The Emerge model is based on the evidence that overwhelming numbers of people cycling through our prison systems are functionally illiterate and have longstanding emotional and mental health problems. Left unaddressed, these issues put them at risk of reoffending whether they are working or not.

"The people who show up at our doors are broken," says Jusino. "They think that they need a job, but what they really need is to believe in themselves. When they begin to believe in themselves, then they can do for themselves and not wait for others to do for them."

Because the men and women walking through Emerge's doors expect help with transitioning to a real job, Jusino uses their expectation as an incentive to buy into the larger program. As Jusino puts it, the job is a "carrot" and the primary outcome is not employment, but a better life.

Emerge is a social enterprise that has contracts with local construction and landscaping employers to supply work crews. The job experiences pay above minimum wage and offer training. To make it on to a work crew, participants must first commit to improving themselves. If they test below high school-level reading and math, they are assigned to an Emerge tutor and must show progress in a self-directed computer-based academic curriculum. Those with children take parenting classes. Court-ordered debts are examined for modification. And no one is allowed to avoid addressing long-standing emotional and behavioral issues.

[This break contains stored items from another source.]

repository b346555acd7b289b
use crate::cli::actions::{server, Action};
use anyhow::Result;

/// Execute the provided action.
/// # Errors
/// Returns an error if the action fails.
pub async fn execute(action: Action) -> Result<()> {
    match action {
        Action::Server(args) => server::execute(args).await,
    }
}
//! Token pairs for successful logins, and access-token reissue for refresh.

use super::{
    codec::{IssueError, IssuedToken, TokenClaims, TokenCodec, TokenKind},
    principal::Principal,
};

#[derive(Debug, Clone)]
pub struct TokenPair {
    pub access: IssuedToken,
    pub refresh: IssuedToken,
}

#[derive(Debug, Clone)]
pub struct TokenIssuer {
    codec: TokenCodec,
}

impl TokenIssuer {
    #[must_use]
    pub fn new(codec: TokenCodec) -> Self {
        Self { codec }
    }

    #[must_use]
    pub fn codec(&self) -> &TokenCodec {
        &self.codec
    }

    /// Issue an access token carrying the principal's roles and a refresh
    /// token carrying none.
    ///
    /// # Errors
    /// Returns an error if either token cannot be encoded.
    pub fn issue_access_and_refresh(
        &self,
        principal: &Principal,
        now: i64,
    ) -> Result<TokenPair, IssueError> {
        let access = self
            .codec
            .issue(&principal.subject, &principal.roles, TokenKind::Access, now)?;
        let refresh = self
            .codec
            .issue(&principal.subject, &[], TokenKind::Refresh, now)?;
        Ok(TokenPair { access, refresh })
    }

    /// Issue a replacement access token with the same subject and roles as `claims`.
    ///
    /// # Errors
    /// Returns an error if the token cannot be encoded.
    pub fn reissue_access(&self, claims: &TokenClaims, now: i64) -> Result<IssuedToken, IssueError> {
        self.codec
            .issue(&claims.sub, &claims.roles, TokenKind::Access, now)
    }
}

#[cfg(test)]
mod tests {
    use super::*;
    use crate::auth::{codec::TokenLifetimes, key::SigningKey};
    use anyhow::Result;
    use std::sync::Arc;

    fn issuer() -> Result<TokenIssuer> {
        let key = SigningKey::from_bytes(vec![7u8; 64])?;
        Ok(TokenIssuer::new(TokenCodec::new(
            Arc::new(key),
            TokenLifetimes {
                access_seconds: 300,
                refresh_seconds: 3_600,
            },
        )))
    }

    #[test]
    fn pair_has_roles_only_on_access() -> Result<()> {
        let issuer = issuer()?;
        let principal = Principal::new("alice@example.com", "h").with_roles(["USER", "ADMIN"]);
        let pair = issuer.issue_access_and_refresh(&principal, 1_000)?;

        let access = issuer
            .codec()
            .decode_expecting(&pair.access.token, TokenKind::Access, 1_000)?;
        assert_eq!(access.sub, "alice@example.com");
        assert_eq!(access.roles, vec!["USER".to_string(), "ADMIN".to_string()]);
        assert_eq!(access.exp, 1_300);

        let refresh = issuer
            .codec()
            .decode_expecting(&pair.refresh.token, TokenKind::Refresh, 1_000)?;
        assert!(refresh.roles.is_empty());
        assert_eq!(refresh.exp, 4_600);
        assert_ne!(access.jti, refresh.jti);
        Ok(())
    }

    #[test]
    fn reissue_keeps_identity_and_extends_expiry() -> Result<()> {
        let issuer = issuer()?;
        let principal = Principal::new("alice@example.com", "h").with_roles(["USER"]);
        let original = issuer.issue_access_and_refresh(&principal, 1_000)?.access;

        let refreshed = issuer.reissue_access(&original.claims, 1_250)?;
        let decoded = issuer.codec().decode(&refreshed.token, 1_250)?;
        assert_eq!(decoded.sub, original.claims.sub);
        assert_eq!(decoded.roles, original.claims.roles);
        assert!(decoded.exp > original.claims.exp);
        assert_ne!(decoded.jti, original.claims.jti);
        Ok(())
    }
}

Jusino makes mental health a top priority and has established partnerships with therapy providers for referrals.

Emerge work crews learn construction skills on the job while earning a paycheck.

"Most of the people I work with have unresolved traumatic childhood experiences," Jusino says. "When we get them to pause enough to address them, they can move forward. We provide them with the tools and the opportunity to forgive themselves. That translates into real opportunity." By combining transitional work training with additional support services, Emerge's model is proving effective.

Compared to the state recidivism rate of 47 percent, the rate among Emerge participants is 14 percent, and state officials are talking with Jusino about how to bring the model to other locations. And while he can't prove it, he believes the behavior transformations that took place in some of Emerge cohorts have moved the needle on lowering street violence in New Haven.

The ripple effect, Jusino says, is greatest when he gets buy-in from someone who has served a lengthy prison sentence and is known to a younger generation.

"If I can get one of them to put on an Emerge vest, then that sends a message. They are now an ambassador."

Emerge is a multi-year grant recipient of The Community Foundation.